Hand Flying

One of the more fascinating creatures on the earth is the bat. Bats make up a huge percentage of all mammals on the earth--nearly 25%. One of the interesting characteristics of bats is that they actually fly with their hands. In fact, the scientific name given to the order of bats is Chiroptera which means "handwing." Some bats are as small as a bumblebee (the hog-nosed bat), and some are as large as an average-sized dog (the Malayan flying fox).

When you look carefully at a bat's wing, you find that it has five fingers on the end of the wing. These are attached to a forearm like our own that has two bones--a radius and an ulna--attached to an upper arm bone (the humerus) just as ours is (see picture at left).

A flying batWhat is different about the flight of bat is that it does not fly by using a rigid wing as our airplanes do. The bones of a bat wing are designed to be able to bend. The digits of a bat wing (see picture at right) lack calcium toward the tips of the fingers. This gives the end of the bat wing the ability to bend without breaking or splintering. In addition to this, the bones are not circular, but flat. This is another design feature that gives the bone the ability to bend. If you want to see this, take a drinking straw and try to bend it. Then step on the straw and try again.

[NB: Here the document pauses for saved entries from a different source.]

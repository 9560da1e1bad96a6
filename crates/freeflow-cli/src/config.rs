// Copyright 2026 Phillip Cloud
// Licensed under the Apache License, Version 2.0

use anyhow::{Context, Result, anyhow, bail};
use freeflow_app::{PageKind, SortKey};
use serde::Deserialize;
use std::env;
use std::fs;
use std::path::{Path, PathBuf};

pub const CONFIG_PATH_ENV: &str = "FREEFLOW_CONFIG_PATH";

const CONFIG_VERSION: i64 = 1;
const DEFAULT_PAGE_SIZE: usize = 50;
const MAX_PAGE_SIZE: usize = 1_000;

#[derive(Debug, Clone, Deserialize)]
pub struct Config {
    pub version: i64,
    #[serde(default)]
    pub storage: Storage,
    #[serde(default)]
    pub view: View,
    #[serde(default)]
    pub log: Log,
}

impl Default for Config {
    fn default() -> Self {
        Self {
            version: CONFIG_VERSION,
            storage: Storage::default(),
            view: View::default(),
            log: Log::default(),
        }
    }
}

#[derive(Debug, Clone, Default, Deserialize)]
pub struct Storage {
    pub db_path: Option<String>,
}

#[derive(Debug, Clone, Default, Deserialize)]
pub struct View {
    pub default_page: Option<String>,
    pub default_sort: Option<String>,
    pub page_size: Option<usize>,
}

#[derive(Debug, Clone, Default, Deserialize)]
pub struct Log {
    pub filter: Option<String>,
}

impl Config {
    pub fn default_path() -> Result<PathBuf> {
        if let Some(path) = env::var_os(CONFIG_PATH_ENV) {
            return Ok(PathBuf::from(path));
        }

        let config_root = dirs::config_dir().ok_or_else(|| {
            anyhow!("cannot resolve config directory; set {CONFIG_PATH_ENV} to the config file")
        })?;

        let app_dir = config_root.join(freeflow_db::APP_NAME);
        fs::create_dir_all(&app_dir)
            .with_context(|| format!("create config directory {}", app_dir.display()))?;
        Ok(app_dir.join("config.toml"))
    }

    pub fn load(path: &Path) -> Result<Self> {
        if !path.exists() {
            return Ok(Self::default());
        }

        let raw = fs::read_to_string(path)
            .with_context(|| format!("read config file {}", path.display()))?;
        let value: toml::Value = toml::from_str(&raw)
            .with_context(|| format!("parse TOML config {}", path.display()))?;

        let version = value
            .get("version")
            .and_then(toml::Value::as_integer)
            .ok_or_else(|| {
                anyhow!(
                    "config file {} is not versioned. Add `version = 1` and move values under [storage], [view], and [log]",
                    path.display()
                )
            })?;

        if version != CONFIG_VERSION {
            bail!(
                "unsupported config version {} in {}; expected version = 1. Regenerate it with --print-example-config",
                version,
                path.display()
            );
        }

        let config: Config = value
            .try_into()
            .with_context(|| format!("decode config {}", path.display()))?;
        config.validate(path)?;
        Ok(config)
    }

    fn validate(&self, path: &Path) -> Result<()> {
        if let Some(db_path) = &self.storage.db_path {
            freeflow_db::validate_db_path(db_path)?;
        }

        if let Some(page) = &self.view.default_page
            && PageKind::parse(page).is_none()
        {
            bail!(
                "view.default_page in {} is {page:?}; use invoices, articles, or skills",
                path.display()
            );
        }

        if let Some(sort) = &self.view.default_sort
            && SortKey::parse(sort).is_none()
        {
            bail!(
                "view.default_sort in {} is {sort:?}; use date, amount, name, or status",
                path.display()
            );
        }

        if let Some(page_size) = self.view.page_size
            && !(1..=MAX_PAGE_SIZE).contains(&page_size)
        {
            bail!(
                "view.page_size in {} must be between 1 and {MAX_PAGE_SIZE}, got {page_size}",
                path.display()
            );
        }

        Ok(())
    }

    pub fn db_path(&self) -> Result<PathBuf> {
        match &self.storage.db_path {
            Some(path) => Ok(PathBuf::from(path)),
            None => freeflow_db::default_db_path(),
        }
    }

    pub fn default_page(&self) -> PageKind {
        self.view
            .default_page
            .as_deref()
            .and_then(PageKind::parse)
            .unwrap_or(PageKind::Invoices)
    }

    pub fn default_sort(&self) -> SortKey {
        self.view
            .default_sort
            .as_deref()
            .and_then(SortKey::parse)
            .unwrap_or_default()
    }

    pub fn page_size(&self) -> usize {
        self.view.page_size.unwrap_or(DEFAULT_PAGE_SIZE)
    }

    pub fn log_filter(&self) -> Option<&str> {
        self.log
            .filter
            .as_deref()
            .map(str::trim)
            .filter(|filter| !filter.is_empty())
    }

    pub fn example_config(path: &Path) -> String {
        format!(
            "# freeflow config\n# Place this file at: {}\n\nversion = 1\n\n[storage]\n# Optional. Default is platform data dir (for example ~/.local/share/freeflow/freeflow.db)\n# db_path = \"/absolute/path/to/freeflow.db\"\n\n[view]\n# invoices, articles, or skills\ndefault_page = \"invoices\"\n# date, amount, name, or status\ndefault_sort = \"date\"\npage_size = {DEFAULT_PAGE_SIZE}\n\n[log]\n# Overridden by FREEFLOW_LOG when set.\n# filter = \"freeflow=debug,info\"\n",
            path.display(),
        )
    }
}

Bats do not just bend their wings up and down. Bats actually row, using the air to lift by cupping their wings and pushing against the air in a very complex movement. The flexing of the bones provides the extra lift needed to fly. In addition to the bones bending, bat skin is a most unusual material. Instead of stretching the same amount in all directions, bat skin stretches much more along the wing from the body to the wing tip than it does from the front to the back of the wing. This means the skin billows out and transmits lift force along the wing generating lift. The skin is stretchy enough not to break any bones in the wings, but still enough to give enormous lift.

These materials are engineered to an incredible degree. The wing bones only make up 5% of the animal's weight. If they weighed twice as much, the weight would be too much for safe flight to happen. Man has done a fair job of copying the flight of birds, but we have a very long way to go to emulate the flight of the bat.